I have found few things quite as pleasurable as getting handed a cold frothy beer at the end of a grueling race. A “cold one” is to the athlete what a damsel’s rose was for a victorious sparring knight. It is one of those rare moments where the extra calories are not only welcome, but probably needed. The problem is that an alcoholic beer those calories are what experts call “empty” calories.
Defining a calorie
Before delving deeper, let’s define a calorie: it is a tiny pellet of energy provided by food to your body. Of course on race day your need for these energy pellets skyrockets to propel you across the finish line. The average runner consumes 100 calories per mile, which come out to about 2,620 calories during a marathon.
Alcohol’s “Empty Calories”
If you were to put that back into your body through beer you would want to go out and buy a 24-pack of Budweisers and drink approximately 19 of them to get what you need back in. Yes, I know for many of us who enjoy a few cold ones that might sound like a worthy prize. It’s like that damsel giving the knight two dozen roses.
The experts tell us though that alcoholic beer gives us “empty calories”. Truthfully a calorie is a calorie – no matter whether from an alcoholic drink or from a carrot. The difference is what it is packaged with. In a carrot those calories are coming along with a range of vitamins, minerals and fiber – all which swarm your body with a healthy effect. The calorie from an alcoholic drink though tend to come with very little “packaging” in terms of vitamins, and the alcohol actually tends to dominate your body’s metabolic process because your body is trying to rid itself of the “toxin” of alcohol.

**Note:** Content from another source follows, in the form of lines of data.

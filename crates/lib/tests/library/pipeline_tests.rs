//! End-to-end pipeline runs against the toy toolchain.

use oftb_bootstrap_lib::pipeline::SelfTestMode;
use oftb_bootstrap_lib::{BootstrapError, Pipeline, ToolchainSource};

use super::common::{Workspace, is_call};

const CANONICAL: &str = "macro-expander/build/oftb-macro-expander.ofta";

#[tokio::test]
async fn full_run_in_stage_order() {
  let ws = Workspace::new();
  let toy = ws.toolchain();
  let mut config = ws.config();
  config.aux_binaries = vec!["oftb-expand".to_string()];
  let pipeline = Pipeline::new(config, &toy);

  let report = pipeline.run().await.unwrap();

  assert_eq!(
    toy.summary(),
    [
      "run make-prelude",
      "run oftb-macro-expander",
      "interpret structure",
      "run oftb-macro-expander",
      "interpret structure",
      "compile oftb-macro-expander",
      "interpret oftb-macro-expander",
      "interpret oftb-macro-expander-2",
      "interpret oftb-macro-expander",
      "interpret structure",
      "interpret oftb-macro-expander",
      "interpret structure",
      "interpret oftb-macro-expander",
    ]
  );
  assert_eq!(report.self_tests.len(), 2);
  assert_eq!(report.self_tests[0].mode, SelfTestMode::Source);
  assert_eq!(report.self_tests[1].passed, ["no arguments", "two arguments"]);
  assert_eq!(
    report.auxiliaries,
    [std::path::PathBuf::from("macro-expander/build/oftb-expand.ofta")]
  );
  assert_eq!(ws.read("macro-expander/build/oftb-expand.ofta"), "expanded macro-expander oftb-expand\n");
}

#[tokio::test]
async fn prelude_is_regenerated() {
  let ws = Workspace::new();
  ws.write_file("ministd/src/prelude.oft", "stale");
  let toy = ws.toolchain();
  let pipeline = Pipeline::new(ws.config(), &toy);

  let prelude = pipeline.generate_prelude().await.unwrap();

  assert_eq!(prelude, std::path::PathBuf::from("ministd/src/prelude.oft"));
  assert_eq!(ws.read("ministd/src/prelude.oft"), "(def-prelude)\n");
  assert_eq!(
    toy.calls()[0].args,
    ["-v", "run", "--std", "ministd", "macro-expander", "make-prelude", "ministd"]
  );
}

#[tokio::test]
async fn commands_run_from_root() {
  let ws = Workspace::new();
  let toy = ws.toolchain();
  let pipeline = Pipeline::new(ws.config(), &toy);

  pipeline.run().await.unwrap();

  assert!(toy.calls().iter().all(|call| call.cwd.as_deref() == Some(ws.root())));
  assert!(toy.calls().iter().all(|call| call.program == ws.path("bin/oftb")));
}

#[tokio::test]
async fn stage1_difference_is_tolerated() {
  let ws = Workspace::new();
  let toy = ws.toolchain();
  let pipeline = Pipeline::new(ws.config(), &toy);

  let report = pipeline.run().await.unwrap();

  // The native compile writes "native ..."; self-compiles write "expanded ...".
  assert!(!report.fixpoint.stage1_matches_stage2);
  assert_eq!(report.fixpoint.stage2.digest, report.fixpoint.stage3.digest);
  assert_eq!(ws.read(CANONICAL), "expanded macro-expander oftb-macro-expander\n");
}

#[tokio::test]
async fn failing_prelude_stops_everything() {
  let ws = Workspace::new();
  let toy = ws.toolchain().failing_when(|call| is_call(call, "run", "make-prelude"));
  let pipeline = Pipeline::new(ws.config(), &toy);

  let err = pipeline.run().await.unwrap_err();

  assert!(matches!(err, BootstrapError::Process(_)));
  assert_eq!(toy.calls().len(), 1);
  assert!(!ws.path("ministd/src/prelude.oft").exists());
}

#[tokio::test]
async fn failing_native_compile_skips_later_stages() {
  let ws = Workspace::new();
  let toy = ws.toolchain().failing_when(|call| is_call(call, "compile", "oftb-macro-expander"));
  let pipeline = Pipeline::new(ws.config(), &toy);

  let err = pipeline.run().await.unwrap_err();

  assert!(matches!(err, BootstrapError::Process(_)));
  assert_eq!(toy.summary().last().unwrap(), "compile oftb-macro-expander");
  assert_eq!(toy.calls().len(), 6);
  assert!(!ws.path(CANONICAL).exists());
}

#[tokio::test]
async fn self_test_mismatch_blocks_fixpoint() {
  let ws = Workspace::new();
  let toy = ws.toolchain().with_greeting("Hello, wrld!");
  let pipeline = Pipeline::new(ws.config(), &toy);

  let err = pipeline.run().await.unwrap_err();

  match err {
    BootstrapError::SelfTestMismatch {
      case,
      expected,
      actual,
      diff,
      ..
    } => {
      assert_eq!(case, "no arguments");
      assert_eq!(expected, "Got arguments: ()\nHello, world!\nhullo\nGoodbye, world!\n");
      assert_eq!(actual, "Got arguments: ()\nHello, wrld!\nhullo\nGoodbye, world!\n");
      assert!(diff.contains("- \"Hello, world!\\n\""));
      assert!(diff.contains("+ \"Hello, wrld!\\n\""));
    }
    other => panic!("expected self-test mismatch, got {other:?}"),
  }
  assert!(!toy.calls().iter().any(|call| is_call(call, "compile", "oftb-macro-expander")));
}

#[tokio::test]
async fn non_utf8_output_is_reported_as_mismatch() {
  let ws = Workspace::new();
  let toy = ws.toolchain().with_stray_bytes(b"\xff\n");
  let pipeline = Pipeline::new(ws.config(), &toy);

  let err = pipeline.self_test(SelfTestMode::Source).await.unwrap_err();

  match err {
    BootstrapError::SelfTestMismatch { case, actual, diff, .. } => {
      assert_eq!(case, "no arguments");
      assert!(actual.ends_with("Goodbye, world!\n\u{fffd}\n"));
      assert!(diff.contains("+ \"\u{fffd}\\n\""));
    }
    other => panic!("expected self-test mismatch, got {other:?}"),
  }
}

#[tokio::test]
async fn prebuilt_self_test_needs_promoted_expander() {
  let ws = Workspace::new();
  let toy = ws.toolchain();
  let pipeline = Pipeline::new(ws.config(), &toy);

  let err = pipeline.self_test(SelfTestMode::Prebuilt).await.unwrap_err();

  assert!(matches!(err, BootstrapError::Artifact(_)));
  assert!(toy.calls().is_empty());
}

#[tokio::test]
async fn prebuilt_self_test_interprets_promoted_artifact() {
  let ws = Workspace::new();
  ws.write_file(CANONICAL, "expanded macro-expander oftb-macro-expander\n");
  let toy = ws.toolchain();
  let pipeline = Pipeline::new(ws.config(), &toy);

  let report = pipeline.self_test(SelfTestMode::Prebuilt).await.unwrap();

  assert_eq!(report.passed.len(), 2);
  assert!(!toy.calls().iter().any(|call| is_call(call, "run", "")));
  assert_eq!(
    toy.calls()[0].args,
    [
      "-v",
      "interpret",
      CANONICAL,
      "ministd",
      "examples/structure",
      "structure"
    ]
  );
}

#[tokio::test]
async fn prepare_toolchain_builds_from_source() {
  let ws = Workspace::new();
  let toy = ws.toolchain();
  let mut config = ws.config();
  config.toolchain = ToolchainSource::Build {
    crate_dir: ws.root().to_path_buf(),
  };
  let pipeline = Pipeline::new(config, &toy);

  let executable = pipeline.prepare_toolchain().await.unwrap();

  assert_eq!(toy.summary(), ["cargo check", "cargo doc", "cargo build"]);
  assert_eq!(executable, ws.path("target/release/oftb"));
}

#[tokio::test]
async fn prepare_toolchain_reports_missing_binary() {
  let ws = Workspace::new();
  let toy = ws.toolchain();
  let mut config = ws.config();
  config.toolchain = ToolchainSource::Prebuilt(ws.path("nowhere/oftb"));
  let pipeline = Pipeline::new(config, &toy);

  let err = pipeline.prepare_toolchain().await.unwrap_err();

  assert!(matches!(err, BootstrapError::ToolchainMissing(_)));
  assert!(toy.calls().is_empty());
}

#[tokio::test]
async fn failing_native_build_stops_before_release_build() {
  let ws = Workspace::new();
  let toy = ws.toolchain().failing_when(|call| call.args.get(1).map(String::as_str) == Some("doc"));
  let mut config = ws.config();
  config.toolchain = ToolchainSource::Build {
    crate_dir: ws.root().to_path_buf(),
  };
  let pipeline = Pipeline::new(config, &toy);

  let err = pipeline.prepare_toolchain().await.unwrap_err();

  assert!(matches!(err, BootstrapError::Process(_)));
  assert_eq!(toy.summary(), ["cargo check", "cargo doc"]);
}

NA Beer: fewer calories, but more nutrition
Recently, I have noticed that the cold one being offered at races is alcohol free. At my 70.3 miler in Wilmington last fall I was met with an Athletic Lite – a 25 calorie craft beer – brewed by Athletic company, a company that has built it’s business around the health-conscious athlete. While the calorie count is lower (you’d need to drink 90 of those suckers to make up for your burned calories in a marathon) they pack in the polyphenols, antioxidants and have anti-inflammatory properties.
The NA beer actually is a good recovery drink. A study of marathoners in Munich in 2012 found that those who consumed 2-3 cans of NA beers daily for 3 weeks prior and 2 weeks after the race were 3.25 less likely to develop an upper respiratory tract infection than those who drank the placebo.
Sensible Indulge
What I love about an NA beer is that I can drink it before, during or after exercise. Next time you have some NA beer in the fridge give it a try. There’s something to popping back the tab, listening to the carbonation hiss and then pounding down a crisp, cold beer without any concern about becoming woozy before the run. And you can drink it knowing that it’s pumping your body with nutrients to sustain you.